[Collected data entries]
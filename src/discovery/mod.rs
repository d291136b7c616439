//! Empirical capability discovery.
//!
//! [`ModelCapabilityDiscovery`] asks a live model a fixed set of probe
//! questions and infers what it can do from the answers. Results are cached
//! in memory per instance and written through to a [`KeyValueStore`], which
//! is the only channel shared between instances.

mod probes;
mod types;

pub use probes::{MAX_STORED_RESPONSE_CHARS, THINK_TAG_VARIANTS, TOOL_CALL_ATTEMPTS};
pub use types::{DiscoveredCapabilities, ProbeCapability, ProbeResult};

use std::sync::Arc;

use dashmap::DashMap;
use tokio::sync::Mutex;

use crate::provider::LlmProvider;
use crate::store::{KeyValueStore, KeyValueStoreExt, MemoryStore};

pub const DEFAULT_STORE_PREFIX: &str = "llm_capabilities_";

#[derive(Debug)]
pub struct ModelCapabilityDiscovery {
    store: Arc<dyn KeyValueStore>,
    prefix: String,
    cache: DashMap<String, DiscoveredCapabilities>,
    in_flight: DashMap<String, Arc<Mutex<()>>>,
}

impl ModelCapabilityDiscovery {
    pub fn new(store: Arc<dyn KeyValueStore>) -> Self {
        Self {
            store,
            prefix: DEFAULT_STORE_PREFIX.to_string(),
            cache: DashMap::new(),
            in_flight: DashMap::new(),
        }
    }

    /// Discovery backed by a private in-memory store.
    pub fn in_memory() -> Self {
        Self::new(Arc::new(MemoryStore::new()))
    }

    pub fn with_prefix(mut self, prefix: impl Into<String>) -> Self {
        self.prefix = prefix.into();
        self
    }

    pub fn prefix(&self) -> &str {
        &self.prefix
    }

    pub fn store(&self) -> &Arc<dyn KeyValueStore> {
        &self.store
    }

    fn store_key(&self, model_id: &str) -> String {
        format!("{}{}", self.prefix, model_id)
    }

    /// Runs the full probe battery. Never fails: probe errors are recorded
    /// in [`DiscoveredCapabilities::probe_results`].
    pub async fn discover_capabilities(
        &self,
        provider: &dyn LlmProvider,
        model_id: &str,
    ) -> DiscoveredCapabilities {
        let caps = probes::run_battery(provider, model_id).await;
        tracing::info!(
            model_id,
            provider_id = provider.provider_id(),
            tool_calling = caps.supports_tool_calling,
            reliability = caps.tool_calling_reliability,
            thinking_format = ?caps.thinking_format,
            json_mode = caps.supports_json_mode,
            failed_probes = caps.failed_probes().count(),
            "capability discovery complete"
        );
        caps
    }

    /// Memory, then store, then a fresh probe run written through to both.
    ///
    /// Concurrent callers for the same model share one probe run.
    pub async fn get_or_discover_capabilities(
        &self,
        provider: &dyn LlmProvider,
        model_id: &str,
    ) -> DiscoveredCapabilities {
        if let Some(caps) = self.cached(model_id) {
            tracing::debug!(model_id, "capabilities served from memory");
            return caps;
        }

        let gate = self
            .in_flight
            .entry(model_id.to_string())
            .or_default()
            .clone();
        let caps = {
            let _guard = gate.lock().await;
            self.resolve(provider, model_id).await
        };
        self.in_flight.remove_if(model_id, |_, entry| {
            Arc::ptr_eq(entry, &gate) && Arc::strong_count(entry) <= 2
        });
        caps
    }

    async fn resolve(&self, provider: &dyn LlmProvider, model_id: &str) -> DiscoveredCapabilities {
        if let Some(caps) = self.cached(model_id) {
            tracing::debug!(model_id, "capabilities resolved by a concurrent caller");
            return caps;
        }

        if let Some(caps) = self.load(model_id).await {
            tracing::debug!(model_id, "capabilities served from store");
            self.cache.insert(model_id.to_string(), caps.clone());
            return caps;
        }

        tracing::debug!(model_id, "capability cache miss");
        let caps = self.discover_capabilities(provider, model_id).await;
        self.cache.insert(model_id.to_string(), caps.clone());
        self.save(model_id, &caps).await;
        caps
    }

    /// In-memory entry only; does not touch the store.
    pub fn cached(&self, model_id: &str) -> Option<DiscoveredCapabilities> {
        self.cache.get(model_id).map(|entry| entry.clone())
    }

    /// Clears one model, or every model under this prefix, from both layers.
    pub async fn clear_cache(&self, model_id: Option<&str>) {
        match model_id {
            Some(model_id) => {
                self.cache.remove(model_id);
                self.delete(&self.store_key(model_id)).await;
            }
            None => {
                self.cache.clear();
                match self.store.list_keys(&self.prefix).await {
                    Ok(keys) => {
                        for key in keys {
                            self.delete(&key).await;
                        }
                    }
                    Err(e) => tracing::warn!(
                        store = self.store.name(),
                        error = %e,
                        "failed to list cached capabilities"
                    ),
                }
            }
        }
    }

    async fn load(&self, model_id: &str) -> Option<DiscoveredCapabilities> {
        let key = self.store_key(model_id);
        match self.store.get::<DiscoveredCapabilities>(&key).await {
            Ok(caps) => caps,
            Err(e) => {
                tracing::warn!(
                    store = self.store.name(),
                    key = %key,
                    error = %e,
                    "failed to read cached capabilities"
                );
                None
            }
        }
    }

    async fn save(&self, model_id: &str, caps: &DiscoveredCapabilities) {
        let key = self.store_key(model_id);
        if let Err(e) = self.store.set(&key, caps).await {
            tracing::warn!(
                store = self.store.name(),
                key = %key,
                error = %e,
                "failed to persist capabilities"
            );
        }
    }

    async fn delete(&self, key: &str) {
        if let Err(e) = self.store.delete(key).await {
            tracing::warn!(
                store = self.store.name(),
                key = %key,
                error = %e,
                "failed to delete cached capabilities"
            );
        }
    }
}
//! Prefixed environment variable lookup.

use std::str::FromStr;

use crate::{Error, Result};

pub const ENV_PREFIX: &str = "LLM_GATE_";

type Lookup = Box<dyn Fn(&str) -> Option<String> + Send + Sync>;

/// Reads `LLM_GATE_*` variables.
///
/// Environment variables are treated as read-only; tests inject a lookup
/// function with [`EnvSource::from_fn`] instead of mutating the process
/// environment.
pub struct EnvSource {
    prefix: String,
    lookup: Lookup,
}

impl EnvSource {
    pub fn new() -> Self {
        Self {
            prefix: ENV_PREFIX.to_string(),
            lookup: Box::new(|name| std::env::var(name).ok()),
        }
    }

    pub fn from_fn(lookup: impl Fn(&str) -> Option<String> + Send + Sync + 'static) -> Self {
        Self {
            prefix: ENV_PREFIX.to_string(),
            lookup: Box::new(lookup),
        }
    }

    pub fn with_prefix(mut self, prefix: impl Into<String>) -> Self {
        self.prefix = prefix.into();
        self
    }

    /// Full variable name for `key`, e.g. `max_concurrent` becomes
    /// `LLM_GATE_MAX_CONCURRENT`.
    pub fn var_name(&self, key: &str) -> String {
        format!("{}{}", self.prefix, key.to_uppercase().replace('.', "_"))
    }

    /// Raw value, with blank values treated as unset.
    pub fn get_raw(&self, key: &str) -> Option<String> {
        (self.lookup)(&self.var_name(key))
            .map(|v| v.trim().to_string())
            .filter(|v| !v.is_empty())
    }

    pub fn get<T>(&self, key: &str) -> Result<Option<T>>
    where
        T: FromStr,
        T::Err: std::fmt::Display,
    {
        self.get_raw(key)
            .map(|raw| {
                raw.parse::<T>().map_err(|e| {
                    Error::Config(format!("{}={:?}: {}", self.var_name(key), raw, e))
                })
            })
            .transpose()
    }
}

impl Default for EnvSource {
    fn default() -> Self {
        Self::new()
    }
}

impl std::fmt::Debug for EnvSource {
    fn fmt(&self, f: &mut std::fmt::Formatter<'_>) -> std::fmt::Result {
        f.debug_struct("EnvSource")
            .field("prefix", &self.prefix)
            .finish_non_exhaustive()
    }
}
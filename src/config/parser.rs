use crate::config::types::Config;
use crate::config::validation::validate;
use crate::ConfigError;
use sha2::{Digest, Sha256};
use std::path::Path;

/// Loads and parses a configuration file from the given path
///
/// # Arguments
///
/// * `path` - Path to the TOML configuration file
///
/// # Returns
///
/// * `Ok(Config)` - Successfully loaded and validated configuration
/// * `Err(ConfigError)` - Failed to load, parse, or validate the configuration
///
/// # Example
///
/// ```no_run
/// use std::path::Path;
/// use leadsift::config::load_config;
///
/// let config = load_config(Path::new("leadsift.toml")).unwrap();
/// println!("Uploads dir: {}", config.export.uploads_dir);
/// ```
pub fn load_config(path: &Path) -> Result<Config, ConfigError> {
    // Read the configuration file
    let content = std::fs::read_to_string(path)?;

    // Parse TOML
    let config: Config = toml::from_str(&content)?;

    // Validate the configuration
    validate(&config)?;

    Ok(config)
}

/// Computes a SHA-256 hash of the configuration file content
///
/// This is used to detect if the configuration has changed between runs.
pub fn compute_config_hash(path: &Path) -> Result<String, ConfigError> {
    let content = std::fs::read_to_string(path)?;
    let mut hasher = Sha256::new();
    hasher.update(content.as_bytes());
    let result = hasher.finalize();
    Ok(hex::encode(result))
}

/// Loads a configuration and returns both the config and its hash
pub fn load_config_with_hash(path: &Path) -> Result<(Config, String), ConfigError> {
    let config = load_config(path)?;
    let hash = compute_config_hash(path)?;
    Ok((config, hash))
}
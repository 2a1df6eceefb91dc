use serde::Deserialize;
use std::time::Duration;

/// Main configuration structure for leadsift
#[derive(Debug, Clone, Deserialize)]
pub struct Config {
    pub crawler: CrawlerConfig,
    #[serde(rename = "user-agent")]
    pub user_agent: UserAgentConfig,
    pub server: ServerConfig,
    pub export: ExportConfig,
}

/// Crawler behavior configuration
#[derive(Debug, Clone, Deserialize)]
pub struct CrawlerConfig {
    /// Hard cap on the crawl depth a caller may request
    #[serde(rename = "max-depth-limit")]
    pub max_depth_limit: u32,

    /// Maximum number of concurrent page fetches within one crawl
    #[serde(rename = "max-concurrent-fetches")]
    pub max_concurrent_fetches: u32,

    /// Timeout for a single page fetch (seconds)
    #[serde(rename = "fetch-timeout-secs")]
    pub fetch_timeout_secs: u64,

    /// Deadline for a whole crawl invocation (seconds)
    #[serde(rename = "crawl-deadline-secs")]
    pub crawl_deadline_secs: u64,
}

impl CrawlerConfig {
    pub fn fetch_timeout(&self) -> Duration {
        Duration::from_secs(self.fetch_timeout_secs)
    }

    pub fn crawl_deadline(&self) -> Duration {
        Duration::from_secs(self.crawl_deadline_secs)
    }
}

/// User agent identification configuration
#[derive(Debug, Clone, Deserialize)]
pub struct UserAgentConfig {
    /// Name of the crawler
    #[serde(rename = "crawler-name")]
    pub crawler_name: String,

    /// Version of the crawler
    #[serde(rename = "crawler-version")]
    pub crawler_version: String,
}

/// HTTP service configuration
#[derive(Debug, Clone, Deserialize)]
pub struct ServerConfig {
    /// Address the HTTP service binds to
    #[serde(rename = "bind-address")]
    pub bind_address: String,

    /// Port the HTTP service listens on
    pub port: u16,
}

/// Export store configuration
#[derive(Debug, Clone, Deserialize)]
pub struct ExportConfig {
    /// Directory where exported delimited files are stored
    #[serde(rename = "uploads-dir")]
    pub uploads_dir: String,
}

• Exercise directions: Set the entries down again exactly, beginning with their first line and ending with the line that contains "fn store_key(&self, model_id: &str)"; omit all other lines.

• Answer box:
filename src/discovery/mod.rs
repository d291136b7c616439
//! Empirical capability discovery.
//!
//! [`ModelCapabilityDiscovery`] asks a live model a fixed set of probe
//! questions and infers what it can do from the answers. Results are cached
//! in memory per instance and written through to a [`KeyValueStore`], which
//! is the only channel shared between instances.

mod probes;
mod types;

pub use probes::{MAX_STORED_RESPONSE_CHARS, THINK_TAG_VARIANTS, TOOL_CALL_ATTEMPTS};
pub use types::{DiscoveredCapabilities, ProbeCapability, ProbeResult};

use std::sync::Arc;

use dashmap::DashMap;
use tokio::sync::Mutex;

use crate::provider::LlmProvider;
use crate::store::{KeyValueStore, KeyValueStoreExt, MemoryStore};

pub const DEFAULT_STORE_PREFIX: &str = "llm_capabilities_";

#[derive(Debug)]
pub struct ModelCapabilityDiscovery {
    store: Arc<dyn KeyValueStore>,
    prefix: String,
    cache: DashMap<String, DiscoveredCapabilities>,
    in_flight: DashMap<String, Arc<Mutex<()>>>,
}

impl ModelCapabilityDiscovery {
    pub fn new(store: Arc<dyn KeyValueStore>) -> Self {
        Self {
            store,
            prefix: DEFAULT_STORE_PREFIX.to_string(),
            cache: DashMap::new(),
            in_flight: DashMap::new(),
        }
    }

    /// Discovery backed by a private in-memory store.
    pub fn in_memory() -> Self {
        Self::new(Arc::new(MemoryStore::new()))
    }

    pub fn with_prefix(mut self, prefix: impl Into<String>) -> Self {
        self.prefix = prefix.into();
        self
    }

    pub fn prefix(&self) -> &str {
        &self.prefix
    }

    pub fn store(&self) -> &Arc<dyn KeyValueStore> {
        &self.store
    }

    fn store_key(&self, model_id: &str) -> String {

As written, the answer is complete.